CVS Renames Itself CVS
Health as It Ends Sale of
Tobacco Products
Retail Chain Hopes Move to Drop Cigarettes
Will Help It Win Other Business
Updated Sept. 3, 2014 7:37 a.m. ET
The company's new name is CVS Health. Pictured, a CVS in February. Andrew Hinderaker for The Wall Street Journal
CVS Caremark Corp. emerged from its seven-month purge of tobacco products with a new corporate name: CVS Health.
The retail chain and pharmacy-benefits manager unveiled the new moniker Wednesday, coinciding with the sale of its last tobacco product at its 7,700 pharmacies, one month ahead of schedule. In February CVS said it would rid all of its stores of tobacco products by Oct. 1, forgoing around $2 billion in annual sales.
The financial risk was balanced by the hope that being the first major pharmacy chain to stop selling tobacco would create a public relations halo. CVS is banking that the distinction can help it win business in other parts of the company, like administering prescription-drug programs for clients, and position it as a broader provider of basic health services.
"While there's never a right time to walk away from $2 billion in revenue, this was the right time," CVS President and Chief Executive Larry Merlo said in an interview. "Eliminating this obstacle will allow our company to grow over the long term."
It is unclear whether the move has yielded any financial benefits to the pharmacy chain. None of the other national pharmacy chains have followed CVS to drop cigarettes.
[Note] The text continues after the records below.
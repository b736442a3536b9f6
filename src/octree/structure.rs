//! Level-wise materialization of the tree from the sorted leaf keys.

use rayon::prelude::*;

use super::sort::unique_reduce;
use super::{is_leaf, Octree};

impl Octree {
    /// Fill `keys` and `children` for every level.
    ///
    /// Levels `0..=full_layer` are dense. Above the full layer the tree is
    /// rebuilt from the distinct leaf keys in `node_keys`, one level at a
    /// time from the bottom: the keys are grouped under their parents,
    /// every parent is expanded into a full sibling octet, and occupied
    /// slots point back at the pre-expansion node index. On return
    /// `node_keys` holds the distinct keys of the full layer.
    pub(crate) fn build_structure(&mut self, node_keys: &mut Vec<u32>) {
        let depth = self.info.depth();
        let full_layer = self.info.full_layer();

        for d in 0..=full_layer {
            let n = 1usize << (3 * d);
            self.keys[d as usize] = (0..n as u32).collect();
            self.children[d as usize] = if d != full_layer {
                (0..n as i32).collect()
            } else {
                vec![-1; n]
            };
        }

        for d in ((full_layer + 1)..=depth).rev() {
            let n = node_keys.len();
            let mut parent_keys: Vec<u32> = node_keys.par_iter().map(|k| k >> 3).collect();
            let mut parent_pidx = Vec::new();
            unique_reduce(&mut parent_keys, &mut parent_pidx);

            let np = parent_keys.len();
            let nch = np << 3;

            self.keys[d as usize] = (0..nch)
                .into_par_iter()
                .map(|i| (parent_keys[i >> 3] << 3) | (i as u32 & 7))
                .collect();

            // base slot of each pre-expansion node's sibling octet
            let mut addr = vec![0u32; n];
            for j in 0..np {
                for i in parent_pidx[j]..parent_pidx[j + 1] {
                    addr[i as usize] = (j as u32) << 3;
                }
            }

            let children = &mut self.children[d as usize];
            *children = vec![-1; nch];
            for (i, k) in node_keys.iter().enumerate() {
                let slot = (k & 7) | addr[i];
                children[slot as usize] = i as i32;
            }

            *node_keys = parent_keys;
        }

        // node_keys is now the occupied-key list of the full layer
        let children = &mut self.children[full_layer as usize];
        for (i, k) in node_keys.iter().enumerate() {
            children[*k as usize] = i as i32;
        }
    }

    /// Record per-level node counts in the descriptor and refresh the
    /// serialized block offsets.
    pub(crate) fn calc_node_num(&mut self) {
        let depth = self.info.depth();

        let node_num: Vec<i32> = self.keys.iter().map(|k| k.len() as i32).collect();

        // children pointers are monotone, so the last internal node's
        // pointer + 1 is the non-empty count
        let mut node_num_nempty = vec![0i32; depth as usize + 1];
        for d in 0..=depth as usize {
            for child in self.children[d].iter().rev() {
                if !is_leaf(*child) {
                    node_num_nempty[d] = child + 1;
                    break;
                }
            }
        }

        self.info.set_node_num(&node_num);
        self.info.set_node_num_nempty(&node_num_nempty);
        self.info.set_node_num_cum();
        self.info.set_ptr_dis();
    }

    /// Fill the coverage map: `dnum[d][i]` leaf-level slots covered by the
    /// subtree under node `i`, `didx[d][i]` the first covered slot.
    pub(crate) fn covered_depth_nodes(&mut self) {
        let depth = self.info.depth() as usize;

        for d in 0..=depth {
            let nnum = self.info.node_num(d as i32) as usize;
            self.dnum[d] = vec![0; nnum];
            self.didx[d] = vec![-1; nnum];
        }

        let nnum = self.info.node_num(depth as i32) as usize;
        for i in 0..nnum {
            self.dnum[depth][i] = 1;
            self.didx[depth][i] = i as i32;
        }
        if depth == 0 {
            return;
        }

        let nnum = self.info.node_num(depth as i32 - 1) as usize;
        for i in 0..nnum {
            let t = self.children[depth - 1][i];
            if is_leaf(t) {
                continue;
            }
            self.dnum[depth - 1][i] = 8;
            self.didx[depth - 1][i] = t * 8;
        }

        for d in (0..depth.saturating_sub(1)).rev() {
            let nnum = self.info.node_num(d as i32) as usize;
            for i in 0..nnum {
                let t = self.children[d][i];
                if is_leaf(t) {
                    continue;
                }
                let t = (t * 8) as usize;
                let mut covered = 0;
                let mut first = -1;
                for j in 0..8 {
                    covered += self.dnum[d + 1][t + j];
                    if first == -1 {
                        first = self.didx[d + 1][t + j];
                    }
                }
                self.dnum[d][i] = covered;
                self.didx[d][i] = first;
            }
        }
    }
}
Walgreen Co. , the largest pharmacy chain in the U.S., said that just 4% of tobacco products are sold at pharmacies, and believes that not selling tobacco will have little effect on use since shoppers can go to places like dollar stores, which have added cigarettes in recent years. As it continues to sell cigarettes and other tobacco products, Walgreen said it will focus on offering products and programs that help people quit smoking
CVS, in a study released Wednesday, said that in Boston and San Francisco, where tobacco sales were banned at retailers with pharmacies, the number of people buying tobacco fell 13.3%, showing that a widespread effort is more effective at getting people to quit.
CVS plans to use the space vacated by tobacco products behind the cash registers to advertise the fact that it is no longer selling the products, Helena Foulkes, president of the pharmacy division said. Some of that space will also be used for products that help smokers quit.
One product CVS doesn't plan to carry is electronic cigarettes. "We don't think it's consistent with everything that we've talked about," Mr. Merlo said.